NEW The manuscript "Making the Best of Mifare Classic" contains countermeasures which can help to prevent state restoration attacks (updated on December 11, 2008).

NEW The paper "In sneltreinvaart je privacy kwijt" (in Dutch) gives an analysis of the privacy protection that the current Dutch OV-chipkaart offers. This will appear in Privacy & Informatie.

The CARDIS paper contains earlier results on the Mifare Classic, in particular the first practical attack, which exploits the malleability of the stream cipher, and the reverse engineered command set of the Mifare Classic.

The Master's thesis of Gerhard de Koning Gans is the work on which the CARDIS paper is based. Moreover, the process of programming the Proxmark3 is described in this thesis.

The Master's thesis of Roel Verdult describes a cloning attack on the Mifare Ultralight, which is the little sister of the Mifare Classic, and which has no encryption on board. Moreover, it describes the Ghost emulator device, which has been essential in the process of reverse eningeering CRYPTO1.

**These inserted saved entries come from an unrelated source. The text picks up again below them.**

//! Cache key conventions.
//!
//! Keys of single entities embed the entity id. Keys of lists embed a hash of the list filter
//! and the pagination parameters, so distinct queries never share a key, and all lists of one
//! kind share a common prefix that can be invalidated at once.

use std::fmt;

use serde::Serialize;
use sha2::{Digest, Sha256};

/// The key of a single entity, like `content_42`.
pub fn entity_key(kind: &str, id: impl fmt::Display) -> String {
    format!("{kind}_{id}")
}

/// The key of a page of a list of entities.
///
/// The filter is hashed in its canonical JSON form, so the order of fields in the filter does
/// not matter. A missing cursor denotes the first page.
pub fn list_key<F>(
    kind: &str,
    filter: &F,
    limit: usize,
    cursor: Option<&str>,
) -> Result<String, serde_json::Error>
where
    F: Serialize + ?Sized,
{
    let hash = filter_hash(filter)?;
    let cursor = cursor.unwrap_or("start");
    Ok(format!("{}{hash}_{limit}_{cursor}", list_prefix(kind)))
}

/// The prefix shared by the keys of all lists of `kind`.
pub fn list_prefix(kind: &str) -> String {
    format!("list_{kind}_")
}

fn filter_hash<F: Serialize + ?Sized>(filter: &F) -> Result<String, serde_json::Error> {
    // `Value` keeps object keys sorted, which makes this canonical.
    let canonical = serde_json::to_vec(&serde_json::to_value(filter)?)?;
    let digest = Sha256::digest(&canonical);
    Ok(hex::encode(&digest[..8]))
}

#[cfg(test)]
mod tests {
    use serde_json::json;

    use super::*;

    #[test]
    fn test_entity_key() {
        assert_eq!(entity_key("content", 42), "content_42");
        assert_eq!(entity_key("user", "abc"), "user_abc");
    }

    #[test]
    fn test_list_key() {
        let key = list_key("content", &json!({"tag": "rust"}), 20, None).unwrap();
        let hash = key
            .strip_prefix("list_content_")
            .and_then(|rest| rest.strip_suffix("_20_start"))
            .unwrap();
        assert_eq!(hash.len(), 16);
        assert!(key.starts_with(&list_prefix("content")));

        let next = list_key("content", &json!({"tag": "rust"}), 20, Some("c2")).unwrap();
        assert_eq!(next, format!("list_content_{hash}_20_c2"));
    }

    #[test]
    fn test_list_key_is_canonical() {
        #[derive(Serialize)]
        struct Filter {
            tag: &'static str,
            author: u32,
        }

        let from_struct = list_key("content", &Filter { tag: "rust", author: 1 }, 10, None);
        let from_json = list_key("content", &json!({"author": 1, "tag": "rust"}), 10, None);
        let other = list_key("content", &json!({"author": 2, "tag": "rust"}), 10, None);

        let key = from_json.unwrap();
        assert_eq!(from_struct.unwrap(), key);
        assert_ne!(other.unwrap(), key);
    }
}
use std::sync::Arc;
use std::time::Duration;

use contentcache_service::caching::FsDurableStore;
use contentcache_service::config::Config;
use contentcache_service::utils::clock::ManualClock;
use contentcache_service::{ContentCache, FetchOptions};
use contentcache_test as test;
use serde_json::{Value, json};

use crate::FetchCounter;

const TTL: Duration = Duration::from_secs(60);

fn open(dir: &test::TempDir, clock: &ManualClock) -> ContentCache {
    let durable = FsDurableStore::open(dir.path().join("store"), dir.path().join("tmp")).unwrap();
    ContentCache::builder()
        .durable(Arc::new(durable))
        .clock(Arc::new(clock.clone()))
        .build()
}

#[tokio::test]
async fn test_survives_restart() {
    test::setup();
    let dir = test::tempdir();
    let clock = ManualClock::new(0);
    let fetches = FetchCounter::new();

    let cache = open(&dir, &clock);
    let fetched: Value = cache
        .fetch_with_cache(
            "content_1",
            TTL,
            fetches.returning(json!({"title": "hello"}), Duration::ZERO),
            FetchOptions::default(),
        )
        .await
        .unwrap();
    assert_eq!(fetched, json!({"title": "hello"}));
    drop(cache);

    let cache = open(&dir, &clock);
    let fetched: Value = cache
        .fetch_with_cache(
            "content_1",
            TTL,
            fetches.returning(json!({"title": "changed"}), Duration::ZERO),
            FetchOptions::skip_refresh(),
        )
        .await
        .unwrap();
    assert_eq!(fetched, json!({"title": "hello"}));
    assert_eq!(fetches.calls(), 1);
}

#[tokio::test]
async fn test_expired_after_restart() {
    test::setup();
    let dir = test::tempdir();
    let clock = ManualClock::new(0);

    let cache = open(&dir, &clock);
    cache.set("content_1", &1, TTL).unwrap();
    drop(cache);

    clock.advance(Duration::from_secs(61));
    let cache = open(&dir, &clock);
    assert_eq!(cache.get::<u32>("content_1"), None);

    let stats = cache.sweep_now().await;
    assert_eq!(stats.removed_durable, 1);
    assert!(std::fs::read_dir(dir.path().join("store")).unwrap().next().is_none());
}

#[tokio::test]
async fn test_prefix_invalidation_after_restart() {
    test::setup();
    let dir = test::tempdir();
    let clock = ManualClock::new(0);

    let cache = open(&dir, &clock);
    cache.set("list_content_a", &[1], TTL).unwrap();
    cache.set("list_content_b", &[2], TTL).unwrap();
    cache.set("content_1", &1, TTL).unwrap();
    drop(cache);

    let cache = open(&dir, &clock);
    assert_eq!(cache.invalidate_prefix("list_content_"), 2);
    assert_eq!(cache.get::<Vec<u32>>("list_content_a"), None);
    assert_eq!(cache.get::<u32>("content_1"), Some(1));
}

#[tokio::test]
async fn test_from_config_sweeps() {
    tokio::time::pause();
    test::setup();
    let dir = test::tempdir();

    let mut config = Config {
        cache_dir: Some(dir.path().to_owned()),
        ..Default::default()
    };
    config.caches.sweep_interval = Duration::from_secs(1);
    let cache = ContentCache::from_config(&config).unwrap();

    cache.set("short", &1, Duration::from_millis(1)).unwrap();
    cache.set("long", &2, TTL).unwrap();
    // the system clock is not paused, give the entry time to expire
    std::thread::sleep(Duration::from_millis(5));

    tokio::time::sleep(Duration::from_millis(1500)).await;
    // swept entries are gone from both tiers, so a dry run finds nothing left to remove
    assert_eq!(cache.store().sweep_expired_with(true).removed(), 0);
    assert_eq!(cache.get::<u32>("long"), Some(2));

    cache.shutdown();
}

The report "Proof of concept, cloning the OV-Chip card" describes the practical execution of a cloning attack of the Mifare Ultralight in a non-technical manner.

Two German researchers, Karsten Nohl and Henryk Plötz have also been reverse engineering the CRYPTO1 algorithm. Their presentation at CCC is available online and contributed to our understanding of CRYPTO1.

Kerckhoffs' principle

All this demonstrates, once again, the dangers of relying on 'security by obscurity', keeping the design of a system secret and relying on this to keep the system secure. As all experts in the field agree, a better approach is the Kerckhoffs' principle: making the design of a system public so that it can be openly evaluated and scrutinised by experts, and only relying on the secrecy of the cryptographic keys for the security. The principle is named after the Dutch cryptographer Auguste Kerckhoffs, who first published this idea in 1833. Our Computer Security Master track is named after him.

Dutch public transport cards (the 'OV-chipkaart')

Mifare Classic and Mifare Ultralight chips are used in the RFID cards for public transport that are being introduced in the Netherlands, the 'Ov-chipkaart'. We have been able to demonstrate that both cards are subject to manipulation. The London Oyster card is very similar to the OV-chipkaart, and indeed vulnerable to the same attacks.

We have started a wiki on the use of RFID for mass public transport, not only to collect information on technical and privacy issues of the existing Dutch system - without the media hype and the associated inaccurate claims -, but also to collect ideas about better ways to design such systems, in an open and transparent fashion.